Um die Funktion der AtOPR5/6 Gene in pflanzlichen Stress-Antworten zu untersuchen, wurde als Strategie die RNA-Interferenz gewählt, um beide Gene gemeinsam herunterzuregulieren. Die AtOPR5/6-RNAi-Pflanzen zeigten eine starke Intoleranz gegenüber Starklichstress, was sich in einer reduzierten Effizienz der Photochemie am Photosystem II und Photoinhibierung äußerte. Dieser Phänotyp ist vergleichbar mit Pflanzen, die einen Defekt in der Entgiftung reaktiver Carbonyle aufweisen und stellt damit einen Hinweis auf eine ähnliche Funktion für OPR5/6 dar. Darüber hinaus wird diese Rolle durch eine gesteigerte Empfindlichkeit gegenüber Methylvinylketon (MVK), einem Lipidperoxidationsprodukt, unterstützt. Die MVK behandelten opr1 und opr2 Mutanten, sowie die AtOPR5/6-RNAi-Pflanzen zeigten einen signifikant verstärkten Zelltod im Vergleich zum Wildtyp.

Um den Entgiftungsprozess genauer zu untersuchen, musste AtOPR5/6 in ausreichenden Mengen aufgereinigt werden. Die Bedingungen zur Expression und Aufreinigung wurden optimiert, da AtOPR5/6 zur Aggregation tendierte und in unlöslicher Form als "inclusion bodies" akkumulierte. Schließlich erwies sich die Denaturierung und spätere Rückfaltung als effizienteste Strategie, um eine ausreichende Menge an stabilem und löslichem OPR5/6 Protein zu generieren. Allerdings konnte für AtOPR5/6 keine katalytische Aktivität gezeigt werden. Dies könnte durch eine besondere Substratspezifität oder eine inaktive Proteinkonformation zu erklären sein.

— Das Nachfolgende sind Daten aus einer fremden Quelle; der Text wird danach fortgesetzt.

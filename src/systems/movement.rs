//! Vehicle movement system.

use bevy_ecs::prelude::*;

use crate::components::drivetuning::DriveTuning;
use crate::components::enginestate::EngineStateMachine;
use crate::components::vehiclecontrols::VehicleControls;
use crate::components::vehicletransform::VehicleTransform;
use crate::resources::worldtime::WorldTime;

/// Steer and push running vehicles along their heading.
///
/// Speed is the gear's speed units times `speed_scale`, with no acceleration;
/// a stopped engine neither moves nor turns the vehicle.
pub fn vehicle_movement_system(
    mut query: Query<(
        &EngineStateMachine,
        &VehicleControls,
        &DriveTuning,
        &mut VehicleTransform,
    )>,
    time: Res<WorldTime>,
) {
    for (engine, controls, tuning, mut transform) in query.iter_mut() {
        if !engine.is_running() {
            continue;
        }
        if controls.steer != 0.0 {
            transform.rotate(controls.steer * tuning.yaw_rate * time.delta);
        }
        let forward = engine.speed_units() * tuning.speed_scale * time.delta;
        if forward != 0.0 {
            transform.translate(forward);
        }
    }
}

Die ähnlichen Starklicht-empfindlichen Phänotypen von opr1, 2, und 4 Einzelmutanten und AtOPR5/6-RNAi-Pflanzen deuten darauf hin, dass diese Gene auf nicht redundante Weise zur Stressakklimation beitragen. Frühere Studien wiesen unterschiedliche gewebespezifische Expressionsmuster für AtOPR1, 2, und 4 nach, worauf ihre nicht redundante Wirkung zurückzuführen sein mag. In dieser Arbeit wurden transgene Pflanzen untersucht, die das ?-Glucuronidase (GUS) Reportergen unter der Kontrolle des AtOPR5/6 Promotors exprimieren. Die AtOPR5/6 Promotoraktivität unterschied sich von der anderer AtOPRs und war besonders hoch im Hypokotyl und den ausgewachsenen Blättern der Rosette, nicht aber in etiolierten Keimlingen, den Reproduktionsorganen und der Wurzel. Weiterhin zeigte eine Untersuchung der subzellulären Lokalisation von AtOPR5/6 eine Lokalisation im Golgi Apparat. Diese Ergebnisse lassen vermuten, dass die unterschiedlichen OPRs eine sich gegenseitig ergänzende Rolle im Entgiftungsprozess spielen, um die zelluläre Homöostase von Stressmetaboliten in verschiedenen Pflanzengeweben und verschiedenen subzellulären Kompartimenten zu kontrollieren.